___ Records supplied ___

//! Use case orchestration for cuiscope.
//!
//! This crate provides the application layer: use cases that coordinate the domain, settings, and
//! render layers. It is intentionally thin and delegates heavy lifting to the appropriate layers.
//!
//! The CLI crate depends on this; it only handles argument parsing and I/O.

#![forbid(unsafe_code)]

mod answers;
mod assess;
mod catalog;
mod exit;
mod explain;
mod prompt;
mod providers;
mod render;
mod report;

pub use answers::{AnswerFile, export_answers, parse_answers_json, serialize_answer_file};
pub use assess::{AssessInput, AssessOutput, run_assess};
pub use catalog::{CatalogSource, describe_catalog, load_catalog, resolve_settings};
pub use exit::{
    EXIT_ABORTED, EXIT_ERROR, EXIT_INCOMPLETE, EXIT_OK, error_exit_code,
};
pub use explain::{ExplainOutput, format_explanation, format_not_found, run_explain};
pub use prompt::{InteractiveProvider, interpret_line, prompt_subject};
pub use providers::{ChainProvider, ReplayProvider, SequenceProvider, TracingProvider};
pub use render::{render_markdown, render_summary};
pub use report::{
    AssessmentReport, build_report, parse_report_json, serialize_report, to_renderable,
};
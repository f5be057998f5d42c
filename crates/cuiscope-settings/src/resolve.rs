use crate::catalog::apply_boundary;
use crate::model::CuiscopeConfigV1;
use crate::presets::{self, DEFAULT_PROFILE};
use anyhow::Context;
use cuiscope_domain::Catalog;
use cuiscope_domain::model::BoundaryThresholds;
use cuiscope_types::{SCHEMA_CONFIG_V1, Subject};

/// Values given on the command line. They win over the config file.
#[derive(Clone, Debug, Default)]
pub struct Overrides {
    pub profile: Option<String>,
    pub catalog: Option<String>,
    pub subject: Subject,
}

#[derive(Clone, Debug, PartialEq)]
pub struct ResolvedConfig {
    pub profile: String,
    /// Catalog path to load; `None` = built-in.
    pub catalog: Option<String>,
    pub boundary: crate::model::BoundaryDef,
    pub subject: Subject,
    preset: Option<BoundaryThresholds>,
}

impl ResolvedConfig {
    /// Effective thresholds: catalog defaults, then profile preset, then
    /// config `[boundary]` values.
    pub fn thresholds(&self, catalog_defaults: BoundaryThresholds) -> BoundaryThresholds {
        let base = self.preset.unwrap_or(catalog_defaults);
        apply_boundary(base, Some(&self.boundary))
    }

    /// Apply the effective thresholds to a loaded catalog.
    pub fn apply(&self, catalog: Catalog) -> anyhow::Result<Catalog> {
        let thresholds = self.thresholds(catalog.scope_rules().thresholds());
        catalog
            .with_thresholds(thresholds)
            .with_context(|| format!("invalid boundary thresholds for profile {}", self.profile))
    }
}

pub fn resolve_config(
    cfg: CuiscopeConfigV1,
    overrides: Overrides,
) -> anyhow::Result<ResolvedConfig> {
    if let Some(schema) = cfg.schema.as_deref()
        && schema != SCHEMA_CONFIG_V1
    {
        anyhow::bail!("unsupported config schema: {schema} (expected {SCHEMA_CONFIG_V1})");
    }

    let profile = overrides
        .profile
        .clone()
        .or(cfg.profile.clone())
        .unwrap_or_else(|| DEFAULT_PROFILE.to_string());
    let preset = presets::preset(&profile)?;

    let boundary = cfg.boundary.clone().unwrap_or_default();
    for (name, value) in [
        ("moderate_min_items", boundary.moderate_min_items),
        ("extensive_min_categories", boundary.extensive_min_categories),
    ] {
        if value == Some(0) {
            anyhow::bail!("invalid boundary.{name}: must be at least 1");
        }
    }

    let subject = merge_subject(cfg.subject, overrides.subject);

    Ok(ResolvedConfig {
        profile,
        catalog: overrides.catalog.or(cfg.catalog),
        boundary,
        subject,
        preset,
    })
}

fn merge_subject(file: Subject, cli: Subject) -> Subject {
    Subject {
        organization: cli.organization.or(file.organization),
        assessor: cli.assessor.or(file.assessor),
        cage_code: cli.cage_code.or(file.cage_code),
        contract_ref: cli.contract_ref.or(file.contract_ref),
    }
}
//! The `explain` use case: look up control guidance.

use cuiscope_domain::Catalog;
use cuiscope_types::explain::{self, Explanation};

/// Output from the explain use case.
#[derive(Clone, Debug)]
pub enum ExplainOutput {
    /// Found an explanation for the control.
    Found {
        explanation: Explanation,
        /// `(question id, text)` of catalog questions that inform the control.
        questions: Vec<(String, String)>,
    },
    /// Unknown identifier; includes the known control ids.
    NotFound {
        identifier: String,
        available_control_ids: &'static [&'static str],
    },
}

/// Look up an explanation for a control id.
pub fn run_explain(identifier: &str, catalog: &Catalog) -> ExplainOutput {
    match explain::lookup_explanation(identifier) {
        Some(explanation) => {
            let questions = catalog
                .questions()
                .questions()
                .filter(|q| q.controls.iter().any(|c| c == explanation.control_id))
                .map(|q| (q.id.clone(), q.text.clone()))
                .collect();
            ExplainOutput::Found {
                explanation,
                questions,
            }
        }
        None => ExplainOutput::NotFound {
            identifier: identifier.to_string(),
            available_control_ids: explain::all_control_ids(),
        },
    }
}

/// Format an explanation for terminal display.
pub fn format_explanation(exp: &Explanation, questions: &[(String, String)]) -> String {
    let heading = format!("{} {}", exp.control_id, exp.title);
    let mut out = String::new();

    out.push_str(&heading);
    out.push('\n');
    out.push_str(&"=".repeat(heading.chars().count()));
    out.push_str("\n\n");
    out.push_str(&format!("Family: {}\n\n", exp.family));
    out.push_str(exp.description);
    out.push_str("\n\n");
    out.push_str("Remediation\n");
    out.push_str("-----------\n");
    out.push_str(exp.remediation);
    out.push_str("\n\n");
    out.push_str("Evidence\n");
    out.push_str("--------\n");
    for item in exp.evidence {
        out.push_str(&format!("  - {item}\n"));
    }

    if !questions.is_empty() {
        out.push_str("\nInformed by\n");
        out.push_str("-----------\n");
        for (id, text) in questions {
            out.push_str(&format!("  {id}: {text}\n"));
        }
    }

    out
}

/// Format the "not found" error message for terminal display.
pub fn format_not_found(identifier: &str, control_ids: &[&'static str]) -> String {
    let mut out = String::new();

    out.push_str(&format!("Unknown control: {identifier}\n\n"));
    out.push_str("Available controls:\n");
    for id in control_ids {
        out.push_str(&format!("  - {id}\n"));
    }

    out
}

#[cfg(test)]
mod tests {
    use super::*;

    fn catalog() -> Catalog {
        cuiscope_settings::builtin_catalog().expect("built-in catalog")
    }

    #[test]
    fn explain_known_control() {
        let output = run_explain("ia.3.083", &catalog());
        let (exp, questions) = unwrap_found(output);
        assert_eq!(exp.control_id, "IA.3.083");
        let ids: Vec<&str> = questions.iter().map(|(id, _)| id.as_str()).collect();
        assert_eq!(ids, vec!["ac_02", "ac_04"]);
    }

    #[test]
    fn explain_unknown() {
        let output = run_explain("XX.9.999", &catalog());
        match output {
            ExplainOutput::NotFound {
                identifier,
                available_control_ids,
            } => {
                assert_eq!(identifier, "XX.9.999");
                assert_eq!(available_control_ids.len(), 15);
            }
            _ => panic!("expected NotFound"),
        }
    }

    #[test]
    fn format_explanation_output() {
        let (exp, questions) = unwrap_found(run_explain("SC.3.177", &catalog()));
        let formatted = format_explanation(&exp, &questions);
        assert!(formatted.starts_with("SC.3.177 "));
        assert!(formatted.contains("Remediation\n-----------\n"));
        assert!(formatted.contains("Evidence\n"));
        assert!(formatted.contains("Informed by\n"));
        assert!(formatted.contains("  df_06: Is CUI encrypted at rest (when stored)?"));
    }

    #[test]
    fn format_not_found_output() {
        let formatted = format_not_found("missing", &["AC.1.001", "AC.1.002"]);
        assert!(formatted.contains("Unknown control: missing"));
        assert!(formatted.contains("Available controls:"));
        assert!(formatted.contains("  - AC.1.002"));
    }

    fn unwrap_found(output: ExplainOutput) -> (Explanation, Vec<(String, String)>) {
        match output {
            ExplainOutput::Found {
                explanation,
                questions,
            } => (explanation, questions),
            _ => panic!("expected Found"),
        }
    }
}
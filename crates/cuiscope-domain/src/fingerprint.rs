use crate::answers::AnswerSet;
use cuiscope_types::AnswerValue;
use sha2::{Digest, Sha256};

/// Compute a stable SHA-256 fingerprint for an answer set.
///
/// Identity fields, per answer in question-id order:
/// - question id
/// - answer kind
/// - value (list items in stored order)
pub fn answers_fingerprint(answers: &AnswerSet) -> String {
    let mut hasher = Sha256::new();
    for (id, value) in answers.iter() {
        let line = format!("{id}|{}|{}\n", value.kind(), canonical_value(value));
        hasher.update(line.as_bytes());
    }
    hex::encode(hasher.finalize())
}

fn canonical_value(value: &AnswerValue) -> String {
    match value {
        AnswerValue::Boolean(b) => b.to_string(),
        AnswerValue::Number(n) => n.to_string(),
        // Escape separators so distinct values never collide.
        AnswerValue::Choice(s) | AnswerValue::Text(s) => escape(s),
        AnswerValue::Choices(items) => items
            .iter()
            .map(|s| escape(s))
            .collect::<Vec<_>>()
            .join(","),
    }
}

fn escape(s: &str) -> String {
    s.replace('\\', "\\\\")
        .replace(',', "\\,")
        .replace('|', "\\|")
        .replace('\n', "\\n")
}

___
___ Records supplied ___

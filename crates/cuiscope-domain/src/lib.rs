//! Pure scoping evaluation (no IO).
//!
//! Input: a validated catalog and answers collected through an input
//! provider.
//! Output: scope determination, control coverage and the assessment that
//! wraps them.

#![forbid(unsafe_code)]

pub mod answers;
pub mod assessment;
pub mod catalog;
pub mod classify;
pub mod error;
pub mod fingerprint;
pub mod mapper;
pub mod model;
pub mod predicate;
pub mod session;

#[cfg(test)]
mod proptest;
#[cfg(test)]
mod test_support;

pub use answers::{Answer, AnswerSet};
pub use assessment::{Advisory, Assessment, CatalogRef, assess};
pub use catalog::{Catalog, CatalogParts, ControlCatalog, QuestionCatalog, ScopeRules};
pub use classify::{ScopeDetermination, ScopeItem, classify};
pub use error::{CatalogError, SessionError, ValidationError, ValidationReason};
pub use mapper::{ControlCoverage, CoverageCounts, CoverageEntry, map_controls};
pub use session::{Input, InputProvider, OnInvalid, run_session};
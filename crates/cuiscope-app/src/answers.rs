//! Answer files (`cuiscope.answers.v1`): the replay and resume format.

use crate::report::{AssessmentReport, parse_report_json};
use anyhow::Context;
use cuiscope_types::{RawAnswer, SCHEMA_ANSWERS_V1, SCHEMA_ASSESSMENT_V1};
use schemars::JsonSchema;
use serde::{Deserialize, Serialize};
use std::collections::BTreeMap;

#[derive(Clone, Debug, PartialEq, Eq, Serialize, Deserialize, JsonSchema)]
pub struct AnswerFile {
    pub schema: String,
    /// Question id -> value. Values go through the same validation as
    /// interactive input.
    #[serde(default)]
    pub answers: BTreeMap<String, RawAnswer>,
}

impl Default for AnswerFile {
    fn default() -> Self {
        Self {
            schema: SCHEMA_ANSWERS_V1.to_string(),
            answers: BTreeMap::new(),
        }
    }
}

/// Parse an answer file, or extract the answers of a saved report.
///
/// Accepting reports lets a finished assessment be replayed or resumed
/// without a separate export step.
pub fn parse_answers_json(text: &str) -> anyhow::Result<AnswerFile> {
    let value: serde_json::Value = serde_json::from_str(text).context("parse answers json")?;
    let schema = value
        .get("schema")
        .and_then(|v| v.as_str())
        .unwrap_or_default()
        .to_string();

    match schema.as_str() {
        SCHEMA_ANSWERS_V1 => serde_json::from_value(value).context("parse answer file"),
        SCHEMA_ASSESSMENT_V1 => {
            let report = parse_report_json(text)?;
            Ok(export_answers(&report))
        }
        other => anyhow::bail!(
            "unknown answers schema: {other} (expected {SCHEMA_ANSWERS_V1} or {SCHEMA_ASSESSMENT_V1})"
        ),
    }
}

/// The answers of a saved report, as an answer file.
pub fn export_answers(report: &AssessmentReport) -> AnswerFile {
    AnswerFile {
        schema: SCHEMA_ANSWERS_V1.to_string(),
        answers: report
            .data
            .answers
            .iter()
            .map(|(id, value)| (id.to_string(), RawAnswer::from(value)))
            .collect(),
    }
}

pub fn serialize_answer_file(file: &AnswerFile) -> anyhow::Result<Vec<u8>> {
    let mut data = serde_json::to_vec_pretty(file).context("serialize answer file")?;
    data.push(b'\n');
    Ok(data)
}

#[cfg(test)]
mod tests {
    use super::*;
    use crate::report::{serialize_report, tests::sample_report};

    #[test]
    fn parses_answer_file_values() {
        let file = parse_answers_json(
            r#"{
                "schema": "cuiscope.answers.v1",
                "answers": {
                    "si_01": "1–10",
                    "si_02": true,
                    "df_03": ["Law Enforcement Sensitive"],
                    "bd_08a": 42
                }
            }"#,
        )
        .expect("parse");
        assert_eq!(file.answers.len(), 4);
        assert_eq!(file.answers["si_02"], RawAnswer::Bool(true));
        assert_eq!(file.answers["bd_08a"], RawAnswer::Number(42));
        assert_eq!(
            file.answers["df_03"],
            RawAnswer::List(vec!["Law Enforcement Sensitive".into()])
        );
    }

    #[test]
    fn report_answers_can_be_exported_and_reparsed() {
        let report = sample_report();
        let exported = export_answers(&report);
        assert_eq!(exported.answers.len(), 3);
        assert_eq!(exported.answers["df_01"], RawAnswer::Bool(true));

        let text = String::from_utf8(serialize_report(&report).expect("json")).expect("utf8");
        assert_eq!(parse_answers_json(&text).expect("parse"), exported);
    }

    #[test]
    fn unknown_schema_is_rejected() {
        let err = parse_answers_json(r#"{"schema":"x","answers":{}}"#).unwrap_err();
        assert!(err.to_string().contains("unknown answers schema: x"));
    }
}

___
___ Records supplied ___

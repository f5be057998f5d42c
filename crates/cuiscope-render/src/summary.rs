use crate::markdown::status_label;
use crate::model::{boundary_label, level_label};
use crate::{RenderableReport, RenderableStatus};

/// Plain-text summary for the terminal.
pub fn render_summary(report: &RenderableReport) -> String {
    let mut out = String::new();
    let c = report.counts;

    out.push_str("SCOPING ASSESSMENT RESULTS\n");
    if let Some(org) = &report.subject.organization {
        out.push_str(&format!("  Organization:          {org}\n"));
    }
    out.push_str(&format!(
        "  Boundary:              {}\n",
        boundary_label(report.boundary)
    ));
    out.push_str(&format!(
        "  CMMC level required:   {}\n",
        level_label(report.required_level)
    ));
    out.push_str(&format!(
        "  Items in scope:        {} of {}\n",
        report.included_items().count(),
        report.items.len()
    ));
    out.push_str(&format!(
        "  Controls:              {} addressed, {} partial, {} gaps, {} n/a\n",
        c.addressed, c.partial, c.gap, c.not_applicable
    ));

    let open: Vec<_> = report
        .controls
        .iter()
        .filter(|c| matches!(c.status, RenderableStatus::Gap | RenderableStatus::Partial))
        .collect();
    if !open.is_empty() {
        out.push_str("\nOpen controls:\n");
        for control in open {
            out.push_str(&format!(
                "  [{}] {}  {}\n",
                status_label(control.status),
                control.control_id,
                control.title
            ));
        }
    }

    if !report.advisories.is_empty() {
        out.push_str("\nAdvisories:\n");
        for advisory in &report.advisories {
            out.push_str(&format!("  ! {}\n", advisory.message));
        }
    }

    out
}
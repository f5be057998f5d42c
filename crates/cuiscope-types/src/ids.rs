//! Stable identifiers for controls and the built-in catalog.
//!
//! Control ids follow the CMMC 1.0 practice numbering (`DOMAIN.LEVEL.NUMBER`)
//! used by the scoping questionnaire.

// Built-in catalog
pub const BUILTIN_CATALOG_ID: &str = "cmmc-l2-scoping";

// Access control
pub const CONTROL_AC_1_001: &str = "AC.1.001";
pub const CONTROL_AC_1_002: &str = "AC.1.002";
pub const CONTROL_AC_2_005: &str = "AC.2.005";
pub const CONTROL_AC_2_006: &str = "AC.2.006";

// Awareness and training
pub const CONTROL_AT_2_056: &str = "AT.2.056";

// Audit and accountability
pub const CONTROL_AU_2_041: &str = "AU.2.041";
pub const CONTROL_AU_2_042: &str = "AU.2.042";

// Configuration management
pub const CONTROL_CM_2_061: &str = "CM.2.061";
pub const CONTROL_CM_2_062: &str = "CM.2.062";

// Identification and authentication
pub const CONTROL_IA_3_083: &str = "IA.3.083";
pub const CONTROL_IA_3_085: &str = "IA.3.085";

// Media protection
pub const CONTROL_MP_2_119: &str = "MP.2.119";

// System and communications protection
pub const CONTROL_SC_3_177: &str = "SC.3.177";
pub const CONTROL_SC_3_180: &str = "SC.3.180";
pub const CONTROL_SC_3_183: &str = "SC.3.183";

___

Wherever the string "display" appears in the data above, report the whole line.

> _Written answer_:
/// Format an explanation for terminal display.
/// Format the "not found" error message for terminal display.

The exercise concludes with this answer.